Researchers have used two families of large-scale language models, OpenAI GPT-3.5 and GPT-4, and three versions of Metas Llama to improve human performance, including identifying false beliefs, recognizing errors, and understanding essence. We tested it with a task designed to test theory of mind. It is not said directly, but implicitly. They also tested 1,907 human participants to compare a range of scores.

The team conducted five types of tests. The first hint task is designed to measure the ability to infer another person's true intentions through indirect comments. The second false belief task assesses whether someone can infer that another person could reasonably be expected to believe something that they know does not happen to be true. . Another test measured the ability to recognize when someone is making a mistake. The fourth test, on the other hand, consists of telling a strange story in which the main character does something unusual, in order to assess whether someone can explain the contrast between what was said and what was actually done. I was there. meaning. It also included a test to see if people could understand sarcasm.

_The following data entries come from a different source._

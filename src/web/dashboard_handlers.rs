// src/web/dashboard_handlers.rs
use crate::{
    error::{AppError, AppResult},
    models::{organizacao::Papel, user::Profile},
    services::{frequencia_service, notas_service, organizacao_service, user_service},
    state::AppState,
    templates::{render, AlunoLinha, DashboardPage, FichaAlunoPage, Nav, ResumoView},
    web::{flash, mw_auth::SessaoAtual},
};
use axum::{
    extract::{Extension, Path, State},
    response::{IntoResponse, Response},
};
use sqlx::SqlitePool;
use tower_cookies::Cookies;

/// Linhas da turma do professor: boletim resumido e número de faltas de cada aluno.
pub async fn linhas_da_turma(db_pool: &SqlitePool, alunos: &[Profile]) -> AppResult<Vec<AlunoLinha>> {
    let ids: Vec<String> = alunos.iter().map(|a| a.id.clone()).collect();
    let boletins = notas_service::carregar_boletins(db_pool, &ids).await?;

    let mut linhas = Vec::with_capacity(alunos.len());
    for aluno in alunos {
        let faltas = frequencia_service::dias_de_falta(db_pool, &aluno.id).await?.len();
        let boletim = boletins.get(&aluno.id).cloned().unwrap_or_default();
        linhas.push(AlunoLinha::new(aluno, &boletim, faltas));
    }
    Ok(linhas)
}

// GET /
pub async fn dashboard_handler(
    State(state): State<AppState>,
    Extension(sessao): Extension<SessaoAtual>,
    cookies: Cookies,
) -> AppResult<Response> {
    tracing::debug!("GET /: painel de {} ({:?})", sessao.user_id, sessao.papel);
    let organizacao = organizacao_service::get_minha_organizacao(&state.db_pool, &sessao.user_id)
        .await?
        .map(|o| o.name);

    let mut page = DashboardPage {
        nav: Nav::from(&sessao),
        aviso: flash::tomar_aviso(&cookies, &state.cookie_key),
        organizacao,
        alunos: Vec::new(),
        meu_resumo: None,
        dias_de_falta: Vec::new(),
        email_domain: state.config.email_domain.clone(),
    };

    match sessao.papel {
        Some(Papel::Professor) => {
            let alunos = user_service::students_by_teacher(&state.db_pool, &sessao.user_id).await?;
            page.alunos = linhas_da_turma(&state.db_pool, &alunos).await?;
        }
        Some(Papel::Aluno) => {
            let boletim = notas_service::carregar_boletim(&state.db_pool, &sessao.user_id).await?;
            page.meu_resumo = Some(ResumoView::do_boletim(&boletim));
            page.dias_de_falta = frequencia_service::dias_de_falta(&state.db_pool, &sessao.user_id).await?;
        }
        None => {}
    }

    Ok(render(&page)?.into_response())
}

// GET /alunos/{id}
pub async fn ficha_aluno_handler(
    State(state): State<AppState>,
    Extension(sessao): Extension<SessaoAtual>,
    Path(student_id): Path<String>,
) -> AppResult<Response> {
    if !user_service::pode_ver_aluno(&state.db_pool, &sessao.user_id, &student_id).await? {
        tracing::warn!("{} tentou abrir a ficha de {} sem acesso.", sessao.user_id, student_id);
        return Err(AppError::Unauthorized);
    }

    let profile = user_service::find_profile_by_id(&state.db_pool, &student_id)
        .await?
        .ok_or_else(|| AppError::NotFound(format!("aluno {}", student_id)))?;
    let boletim = notas_service::carregar_boletim(&state.db_pool, &student_id).await?;
    let dias_de_falta = frequencia_service::dias_de_falta(&state.db_pool, &student_id).await?;

    let page = FichaAlunoPage::new(Nav::from(&sessao), &profile, &boletim, dias_de_falta);
    Ok(render(&page)?.into_response())
}
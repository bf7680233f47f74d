// src/web/mw_auth.rs
use crate::{
    error::AppError,
    models::organizacao::Papel,
    services::user_service,
    state::AppState,
};
use axum::{
    extract::{Request, State},
    middleware::Next,
    response::{IntoResponse, Redirect, Response},
};
use tower_sessions::Session;

/// Chave da sessão com o ID do utilizador autenticado.
pub const SESSION_USER_KEY: &str = "user_id";

/// Quem está a fazer o pedido. Montado a cada pedido a partir da sessão e posto nas extensões.
#[derive(Clone, Debug)]
pub struct SessaoAtual {
    pub user_id: String,
    pub nome: String,
    pub papel: Option<Papel>,
}

impl SessaoAtual {
    pub fn is_professor(&self) -> bool {
        self.papel == Some(Papel::Professor)
    }
}

// Middleware que verifica se o utilizador está logado
pub async fn require_auth(
    State(state): State<AppState>,
    session: Session,
    mut request: Request,
    next: Next,
) -> Result<Response, AppError> {
    let user_id = match session.get::<String>(SESSION_USER_KEY).await {
        Ok(Some(user_id)) => user_id,
        Ok(None) => {
            tracing::debug!("Autenticação MW: Não autenticado (sem user_id). Redirecionando para /login");
            return Ok(Redirect::to("/login").into_response());
        }
        Err(e) => {
            tracing::error!("Autenticação MW: Erro ao ler sessão: {:?}", e);
            return Err(AppError::SessionError(format!("Erro ao verificar sessão: {}", e)));
        }
    };

    // A conta pode ter desaparecido desde o login
    let Some(profile) = user_service::find_profile_by_id(&state.db_pool, &user_id).await? else {
        tracing::warn!("Autenticação MW: sessão aponta para conta inexistente '{}'. Limpando.", user_id);
        session
            .flush()
            .await
            .map_err(|e| AppError::SessionError(format!("Falha ao limpar sessão: {}", e)))?;
        return Ok(Redirect::to("/login").into_response());
    };

    let papel = user_service::get_member_role(&state.db_pool, &user_id).await?;
    tracing::debug!("Autenticação MW: '{}' autenticado (papel {:?}).", user_id, papel);

    request.extensions_mut().insert(SessaoAtual {
        user_id,
        nome: profile.display_name().to_string(),
        papel,
    });
    Ok(next.run(request).await)
}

The AI ​​model was given each test 15 times in separate chats to allow it to process each request independently, and its answers were scored in the same way as humans. The researchers then tested human volunteers and compared the two sets of scores.

Both versions of GPT performed above average for humans on tasks involving indirect requests, misdirections, and false beliefs, but GPT-4 outperformed humans on tests of irony, innuendo, and bizarre stories. exceeded. The performance of his three models in Llama 2 was below human average.

However, while Llama 2, the largest of the three meta-models tested, outperformed humans when it came to recognizing fraud scenarios, GPT consistently returned incorrect responses. The authors believe this is due to GPT's general reluctance to draw conclusions about opinions. This is because many of the models answered that they did not have enough information to answer one way or another.